Решительное предпочтение именно идентифицированной извне телесной определенности есть, по существу своему, репрессивная мера, ограничивающая свободу самоопределения индивида. И это лишь первое, изначальное проявление скрытой репрессивности, на которой основывается гуманизм западного образца. Далее следует целый ряд “примет цивилизованности”: приоритет удостоверения личности над самой личностью, пресечение попыток отказаться от биографии (если она мешает и не нравится) и жить другой жизнью, вообще принципиальное подавление любых восстаний против документа — как будто документ важнее еще не завершенной жизни и имеет право определять ее до мельчайших деталей. Такова изначально репрессивная изнанка демократических свобод, смирительная рубашка, которую постиндустриальное общество считает своей повседневной одеждой, приходящейся как раз впору. Если, конечно, не делать резких движений — да ведь никто их и не делает, привыкая к режиму экономии витальности.
Другие экзистенциальные проекты, разворачивающиеся за чертой оседлости, могут практиковать смену носителей, “сбрасывание” завершенных изнутри биографий, отработанных идентификаций и прочих накапливающихся шлаков — отходов жизнедеятельности. Это, например, бытие номада, позволяющее поддерживать устойчивый иммунитет к негативной работе умерщвления. Настоящими номадами становятся, пройдя серию прививок несмертельными дозами смерти.
Однако преобладает микровитальность, и мы повсюду видим ее приметы. Взять хотя бы обрастание вещами, которые старятся сами и старят своего обладателя. Прогрессирующее захламление дома может оказаться верным признаком подступающей клинической смерти: здесь есть далеко идущая аналогия между прекращением обмена веществ и прекращением обмена вещей. Бытие по инерции может быть только угасающим бытием, хотя в плоскости времени циферблатов оно выглядит как продление, сохранение присутствия благодаря экономному пользованию. Такого рода минимизация присутствия напоминает “экономию сна”, в результате которой остаточное бодрствование оказывается отравленным сонливостью. Но зато, “в порядке компенсации”, самый экономичный режим “бобок” окружается уважением и почтением, которые подобают как раз мертвым, а не живым.
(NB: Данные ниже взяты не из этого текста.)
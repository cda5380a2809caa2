// Copyright (c) 2026 Graphcore Ltd. All rights reserved.

//! Interconnect ports.
//!
//! A port is a rate-bearing endpoint. Its connections are directed edges
//! keyed by the name of the port at the other end; registering a link in both
//! directions is done through
//! [`Topology::connect`](crate::topology::Topology::connect).

use std::collections::BTreeMap;

use serde_yaml::Value;

use crate::base::{GetResource, Resource};
use crate::document::{required_label, required_str, required_u64};
use crate::types::{ResourceId, ResourceResult};

const ENTITY: &str = "port";

/// Capability marker for the kind of traffic a port carries.
///
/// No behaviour differs between kinds yet.
#[derive(Clone, Copy, Debug, Default, PartialEq, Eq)]
pub enum PortKind {
    #[default]
    Generic,
    Stream,
    MemoryMapped,
}

#[derive(Clone, Debug, Default, PartialEq)]
pub struct Port {
    resource: Resource,

    /// Bytes transferable per simulation cycle.
    pub data_rate: f64,

    pub kind: PortKind,

    connected_ports: BTreeMap<String, ResourceId>,
}

impl Port {
    /// Build a port from a description template of the form:
    ///   { type: dma, idx: "2", bytes_per_cycle: 4 }
    ///
    /// The port is named `<type>_<idx>`.
    pub fn from_template(template: &Value) -> ResourceResult<Self> {
        let port_type = required_str(template, ENTITY, "type")?;
        let idx = required_label(template, ENTITY, "idx")?;
        let bytes_per_cycle = required_u64(template, ENTITY, "bytes_per_cycle")?;

        let mut port = Self::default();
        port.set_name(&format!("{port_type}_{idx}"));
        port.data_rate = bytes_per_cycle as f64;
        Ok(port)
    }

    /// Copy the name, rate and kind of `base`.
    ///
    /// Connections are not copied: the duplicate starts disconnected and
    /// without a parent, and the caller has to re-establish its edges in the
    /// new position of the hierarchy.
    #[must_use]
    pub fn duplicate(base: &Port) -> Self {
        Self {
            resource: Resource::new(base.name(), None),
            data_rate: base.data_rate,
            kind: base.kind,
            connected_ports: BTreeMap::new(),
        }
    }

    /// Synthesize a link port between two levels of the hierarchy, named
    /// `L<src>_to_L<dst>_<idx>`.
    #[must_use]
    pub fn link(
        parent: Option<ResourceId>,
        src: u32,
        dst: u32,
        data_rate: f64,
        idx: u32,
    ) -> Self {
        Self {
            resource: Resource::new(&format!("L{src}_to_L{dst}_{idx}"), parent),
            data_rate,
            kind: PortKind::Generic,
            connected_ports: BTreeMap::new(),
        }
    }

    /// Synthesize a port giving access to a memory space, named
    /// `<memory_space>_<idx>`.
    ///
    /// Without a rate there is nothing to model and no port is built.
    #[must_use]
    pub fn memory_access(
        parent: Option<ResourceId>,
        memory_space: &str,
        bytes_per_cycle: Option<f64>,
        idx: u32,
    ) -> Option<Self> {
        let data_rate = bytes_per_cycle?;
        Some(Self {
            resource: Resource::new(&format!("{memory_space}_{idx}"), parent),
            data_rate,
            kind: PortKind::MemoryMapped,
            connected_ports: BTreeMap::new(),
        })
    }

    /// Record a directed edge to `other`, keyed by `other_name`.
    ///
    /// An existing edge with the same key is replaced and its target
    /// returned.
    pub fn add_connection(&mut self, other_name: &str, other: ResourceId) -> Option<ResourceId> {
        self.connected_ports.insert(other_name.to_string(), other)
    }

    #[must_use]
    pub fn connection(&self, name: &str) -> Option<ResourceId> {
        self.connected_ports.get(name).copied()
    }

    #[must_use]
    pub fn is_connected_to(&self, other: ResourceId) -> bool {
        self.connected_ports.values().any(|id| *id == other)
    }

    #[must_use]
    pub fn num_connections(&self) -> usize {
        self.connected_ports.len()
    }

    pub fn connected_ports(&self) -> impl Iterator<Item = (&str, ResourceId)> {
        self.connected_ports
            .iter()
            .map(|(name, id)| (name.as_str(), *id))
    }
}

impl GetResource for Port {
    fn resource(&self) -> &Resource {
        &self.resource
    }

    fn resource_mut(&mut self) -> &mut Resource {
        &mut self.resource
    }
}
// Copyright (c) 2026 Graphcore Ltd. All rights reserved.

//! Types that map directly to the hardware-description document

use byte_unit::Byte;
use serde::{Deserialize, de};
use serde_yaml::{Mapping, Value};
use tessel_resources::kernel::DatatypePolicy;

/// Parse a value which could be an integer or a string and return u64 value
///
/// The string can be a hex string with underscores or a Byte string that
/// specifies units. Some examples are:
///  0x10000
///  0x1_0000
///  64KiB, 512KB, 2MiB
pub fn parse_byte_str<'de, D>(deserializer: D) -> Result<u64, D::Error>
where
    D: de::Deserializer<'de>,
{
    // Deserialize to a generic `Value` first so that plain integers are
    // accepted as they are.
    let value: Value = Deserialize::deserialize(deserializer)?;

    if let Some(number) = value.as_u64() {
        return Ok(number);
    }

    let s = match value.as_str() {
        Some(s) => s.to_owned(),
        None => {
            return Err(de::Error::custom(format!(
                "'{value:?}': Unsupported type for Deserialize (should be u64 or String)"
            )));
        }
    };

    // Convert to lowercase in order to standardise any 0x prefix
    let lowercase = s.to_lowercase();

    if lowercase.starts_with("0x") {
        let without_underscore = lowercase.replace('_', "");
        let without_0x = without_underscore.trim_start_matches("0x");
        u64::from_str_radix(without_0x, 16)
            .map_err(|e| de::Error::custom(format!("Unable to parse {s} as hex string: {e}")))
    } else {
        let ignore_case = false;
        let num_bytes = Byte::parse_str(&s, ignore_case)
            .map_err(|e| de::Error::custom(format!("Unable to parse {s} as Byte string: {e}")))?;
        Ok(num_bytes.as_u64())
    }
}

fn default_count() -> u32 {
    1
}

#[derive(Debug, Deserialize)]
pub struct PlatformConfig {
    /// Read separately through `Resource::set_name_from_description`.
    pub devicename: Option<Value>,
    pub datatype_policy: Option<DatatypePolicy>,
    #[serde(default)]
    pub levels: Vec<LevelSection>,
    #[serde(default)]
    pub links: Vec<LinkSection>,
    #[serde(default)]
    pub memory_access: Vec<MemoryAccessSection>,
}

#[derive(Debug, Deserialize)]
pub struct LevelSection {
    pub level: u32,
    pub tiles: Option<TilesSection>,
    pub memory: Option<MemorySection>,

    /// Port templates, built with `Port::from_template`.
    #[serde(default)]
    pub ports: Vec<Value>,

    /// Kernel descriptions keyed by kernel name, built with
    /// `Kernel::from_description`.
    #[serde(default)]
    pub kernels: Mapping,
}

#[derive(Debug, Deserialize)]
pub struct TilesSection {
    pub rows: u32,
    pub cols: u32,
}

#[derive(Debug, Deserialize)]
pub struct MemorySection {
    pub memory_space: u32,
    #[serde(deserialize_with = "parse_byte_str")]
    pub bytes: u64,
}

#[derive(Debug, Deserialize)]
pub struct LinkSection {
    pub src: u32,
    pub dst: u32,
    pub bytes_per_cycle: f64,
    #[serde(default = "default_count")]
    pub count: u32,
}

#[derive(Debug, Deserialize)]
pub struct MemoryAccessSection {
    pub level: u32,
    pub memory_space: String,
    pub bytes_per_cycle: Option<f64>,
    #[serde(default = "default_count")]
    pub count: u32,
}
Как бы там ни было, но вещи, от которых исходит тление, инфицируют тлением и своих обладателей; наступает время, когда длительное пребывание в такой среде не остается безнаказанным и для задержавшихся посторонних.
Рассматривая воображаемую карту распределения витальности, следует упомянуть и о приверженности накопленному багажу знаний, что также поощряется социумом. Например, инфраструктура дисциплинарной науки требует единства точки зрения, привязанности к однажды высказанным взглядам и еще много чего, что органически входит в “научность” науки. Мало кому удается разглядеть за этим все ту же экономию: каждому по одной точке зрения, по одному призванию, по одной биографии… Если говорить о распределении витальных ресурсов, западная цивилизация давно уже строго придерживается принципов военного коммунизма. И практикуемое изъятие излишков усугубляет нелегкий удел смертных.
Какие выводы можно сделать из сказанного? Ну, вероятно, можно сказать, что старость ближе к смерти, чем к жизни. В каком-то смысле, пожалуй, старость и есть сама смерть — ее внутренний опыт, данный некоторым в дополнение к всеобщему опыту смертности, интенсифицирующему бытие живых до уровня человеческой экзистенции. Опыт смертности настораживает, заставляя держаться подальше от заболоченных берегов. Но, как справедливо замечает Левинас: “Абсолютное несогласие с чужой волей не исключает осуществления ее намерений. Отказ подчинить другому жизнь не исключает того, что ему окажется подчинена смерть”12. Настораживает смерть, когда она приходит с косой, но, когда она приходит с капельницей, она завораживает. Завораживает в том смысле, что вызывает привыкание, тем более что можно долго числиться в списке условно живущих, успешно и без особого труда подражая живым. Линия абсолютного разрыва как таковая не вызывает возражений. Но, во-первых, она не является единственным способом данности смерти, а во-вторых, она проведена не там.
7. Загадка телесности
Тело и смерть — это великая проблема. Крайне приблизительные способы ее решения, предлагаемые культурными и социальными институтами, включая медицинские, показывают, как далеки мы еще от ее понимания. Может показаться, что дальнейшее изложение уводит в сторону от основной темы. Но мне так не кажется.